Monday, December 26, 2005

Be specific

I noticed in my last post I said to "be specific", but did not give any specific examples. Here are some from one of the latest crises of our family life.

Pregnancies have proven difficult for us; our last was the toughest yet. A mild placental abruption landed me on complete bedrest early (I would spend 6 months in bed for this child). Our priest visited every week with the Eucharist, naturally, and with other good conversation.

Father asked what we needed; he was very happy that we answered with concrete things. Bill works from home, but I was unable to tend to our four other children from my bed. We needed someone to come into our home occasionally to entertain the children so Bill could have solid blocks of time at the computer. Since Bill and I would both be home to deal with emergencies it could even be a young person, 12 and up or someone who could use service hours.

Antoehr time Bill mentioned he was getting bored with the meals he was cooking. Father whispered this in the right ears and suddenly every 3 or 4 days we were getting boxes full of meals to reheat and serve or to freeze for after they baby's arrival.

Fahter asked what he could pray for specifically. Our answer was that I would not have to start insulin injections and that we could carry the baby to 32 weeks. When we reached that goal my blood sugar spiked and I had to begin the shots. My blood pressure began creeping up. The new prayer request became that my blood pressure would stay down and we get the baby to 36 weeks. Our parish prayed us safely there.

Even our own prayers need to be specific. The baby was born; money wsa extremely tight and by December we had raided the depths of our freezer. I stood in our pantry for a heart-to-heart with God. "Heavenly Father, it looks like a mealless Christmas for us this year. I thank you so much for all the food you've provided for us. I ask your help so I may be creative and make a healthy meal for my family. And may it be festive, because my Lord, your Son's birthday is a feastday."

Within three days, Father had dropped by with fifteen pounds of venison from a parish donor, and one of the parish men also a member of the Kiwanis Club had brought by a large box of food stuffs, including a turkey. We had a wonderful Christmas feast. Many thanks were given to God, who tells us to ask and it shall be given to us.

The least of these

I've several friends with small children & rough circumstances, so, as I declutter I've been setting aside clothes and toys for these families. My Mom offered to deliver these boxes and took them with her tonight. What a relief! Five boxes and a couple of bulky infant accessories are gone.

Another relief; even though we're poor by America's standards, we're still able to give charitably. God is so good! Many times, we've been the recipients of charity. The generosity of others has kept our heads above water and our hearts hopeful more times than I can count.

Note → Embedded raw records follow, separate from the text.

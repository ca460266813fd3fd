mod cli;
mod commands;
mod config;
mod error;
mod logging;
mod utils;

use crate::cli::{Cli, Commands};
use crate::error::{CliError, Result};
use clap::Parser;
use tracing::{debug, error, info};

fn main() {
    if let Err(e) = run_app() {
        eprintln!("\n❌ Error: {}", e);
        std::process::exit(1);
    }
}

fn run_app() -> Result<()> {
    let cli = Cli::parse();
    logging::setup_logging(cli.verbose, cli.quiet, cli.log_file.clone())?;

    info!("🚀 dmim CLI v{} starting up.", env!("CARGO_PKG_VERSION"));
    debug!("Full CLI arguments parsed: {:?}", &cli);

    if let Some(num_threads) = cli.threads {
        info!(
            "Setting Rayon global thread pool to {} threads.",
            num_threads
        );
        rayon::ThreadPoolBuilder::new()
            .num_threads(num_threads)
            .build_global()
            .map_err(|e| {
                CliError::Other(anyhow::anyhow!("Failed to build global thread pool: {}", e))
            })?;
    }

    let command_result = match cli.command {
        Commands::Descriptors(args) => {
            info!("Dispatching to 'descriptors' command.");
            commands::descriptors::run(args)
        }
        Commands::Dataset(args) => {
            info!("Dispatching to 'dataset' command.");
            commands::dataset::run(args)
        }
    };

    match &command_result {
        Ok(_) => {
            info!("✅ Command completed successfully.");
            println!("✅ Command completed successfully.");
        }
        Err(e) => {
            error!("❌ Command failed: {}", e);
        }
    }

    command_result
}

Often our prideful selves get in the way when we need to ask for help. I'm reminded of an incident told by Kimberly Hahn. During a difficult pregnancy she apologetically asked for help (again) from a friend. The friend, weary of Kimberly's apologies and seeming unwillingness to ask for basic needs, got a bit angry, saying something like, "How dare you deny me the opportunity to grow in grace?"

If you find your hand being pulled; hearing the words, "Call me if there's anything I can do," call them. Be specific. People who say such things really want to help -- they just don't quite know how. Give them ideas. If you're new in an area, contact your priest or minister. He will get your needs to the proper church members. Be specific also in your prayer requests for of course there are those in every parish whose greatest talent is the very practical gift of intercessory prayer.

Being poor in spirit means accepting that sometimes we are the "least of these" others must care for. If our pride gets in the way we will indeed deny our brothers & sisters growth in grace.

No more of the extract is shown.